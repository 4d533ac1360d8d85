#[global_allocator]
static GLOBAL: mimalloc::MiMalloc = mimalloc::MiMalloc;

use flowdeploy_core::Config;
use flowdeploy_core::klaviyo::KlaviyoClient;
use flowdeploy_core::notify::SlackNotifier;
use flowdeploy_server::api::state::AppCore;
use flowdeploy_server::router;
use std::sync::Arc;

#[tokio::main]
async fn main() {
    // Initialize tracing logger
    tracing_subscriber::fmt()
        .with_env_filter(
            tracing_subscriber::EnvFilter::try_from_default_env()
                .unwrap_or_else(|_| "info,flowdeploy_server=debug".into()),
        )
        .with_target(false)
        .init();

    tracing::info!("Starting FlowDeploy server");

    let config = Config::from_env();
    let notifier = SlackNotifier::new(config.slack_webhook_url.clone());
    if !notifier.is_enabled() {
        tracing::info!("Slack webhook URL not configured, deploy notifications disabled");
    }

    let state = Arc::new(AppCore::new(KlaviyoClient::new(), notifier));
    let app = router(state);

    let listener = tokio::net::TcpListener::bind(config.bind)
        .await
        .expect("Failed to bind FlowDeploy listen address");

    tracing::info!("FlowDeploy running on http://{}", config.bind);

    axum::serve(listener, app)
        .await
        .expect("Failed to run axum server");
}
use axum::Json;
use flowdeploy_core::templates;
use flowdeploy_core::templates::TemplateSummary;
use serde::Serialize;

#[derive(Debug, Serialize)]
pub struct TemplatesResponse {
    pub templates: Vec<TemplateSummary>,
}

// GET|POST /templates. The listing needs no API key and no upstream call.
pub async fn list_templates() -> Json<TemplatesResponse> {
    Json(TemplatesResponse {
        templates: templates::list(),
    })
}
//! Error types for FlowDeploy operations

use thiserror::Error;

/// FlowDeploy error taxonomy
#[derive(Error, Debug)]
pub enum Error {
    /// Request rejected before any upstream call was made.
    #[error("{0}")]
    Validation(String),

    /// Klaviyo answered with a non-success status.
    #[error("{detail}")]
    Upstream { status: u16, detail: String },

    /// Klaviyo answered 2xx but the body did not have the expected shape.
    #[error("Unexpected Klaviyo response: {0}")]
    UnexpectedResponse(String),

    #[error("HTTP error: {0}")]
    Http(#[from] reqwest::Error),

    #[error("JSON error: {0}")]
    Json(#[from] serde_json::Error),
}

/// Result type alias for FlowDeploy operations
pub type Result<T> = std::result::Result<T, Error>;
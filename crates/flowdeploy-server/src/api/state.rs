use flowdeploy_core::klaviyo::KlaviyoClient;
use flowdeploy_core::notify::SlackNotifier;
use std::sync::Arc;

/// Application state shared across all API handlers
pub struct AppCore {
    pub klaviyo: KlaviyoClient,
    pub notifier: SlackNotifier,
}

impl AppCore {
    pub fn new(klaviyo: KlaviyoClient, notifier: SlackNotifier) -> Self {
        Self { klaviyo, notifier }
    }
}

pub type AppState = Arc<AppCore>;
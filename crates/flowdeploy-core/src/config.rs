//! Runtime configuration, read from the environment once at startup and
//! injected into the components that need it.

use std::net::SocketAddr;

const SLACK_WEBHOOK_ENV: &str = "SLACK_WEBHOOK_URL";
const BIND_ENV: &str = "FLOWDEPLOY_BIND";

/// Configuration for the FlowDeploy server
#[derive(Debug, Clone)]
pub struct Config {
    /// Address the HTTP server listens on.
    pub bind: SocketAddr,
    /// Slack incoming webhook for deploy notifications. `None` disables
    /// the notification sink.
    pub slack_webhook_url: Option<String>,
}

impl Default for Config {
    fn default() -> Self {
        Self {
            bind: default_bind(),
            slack_webhook_url: None,
        }
    }
}

impl Config {
    /// Read configuration from the process environment.
    pub fn from_env() -> Self {
        let bind = std::env::var(BIND_ENV)
            .ok()
            .and_then(|value| value.parse().ok())
            .unwrap_or_else(default_bind);
        let slack_webhook_url = std::env::var(SLACK_WEBHOOK_ENV)
            .ok()
            .filter(|value| !value.trim().is_empty());

        Self {
            bind,
            slack_webhook_url,
        }
    }
}

fn default_bind() -> SocketAddr {
    "0.0.0.0:3000".parse().expect("Invalid socket address")
}

#[cfg(test)]
mod tests {
    use super::Config;

    #[test]
    fn default_config_has_notifications_disabled() {
        let config = Config::default();
        assert_eq!(config.bind.port(), 3000);
        assert!(config.slack_webhook_url.is_none());
    }
}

• • • •

Copy out, in full, each line above that has the word "parse" in it.

            .and_then(|value| value.parse().ok())
    "0.0.0.0:3000".parse().expect("Invalid socket address")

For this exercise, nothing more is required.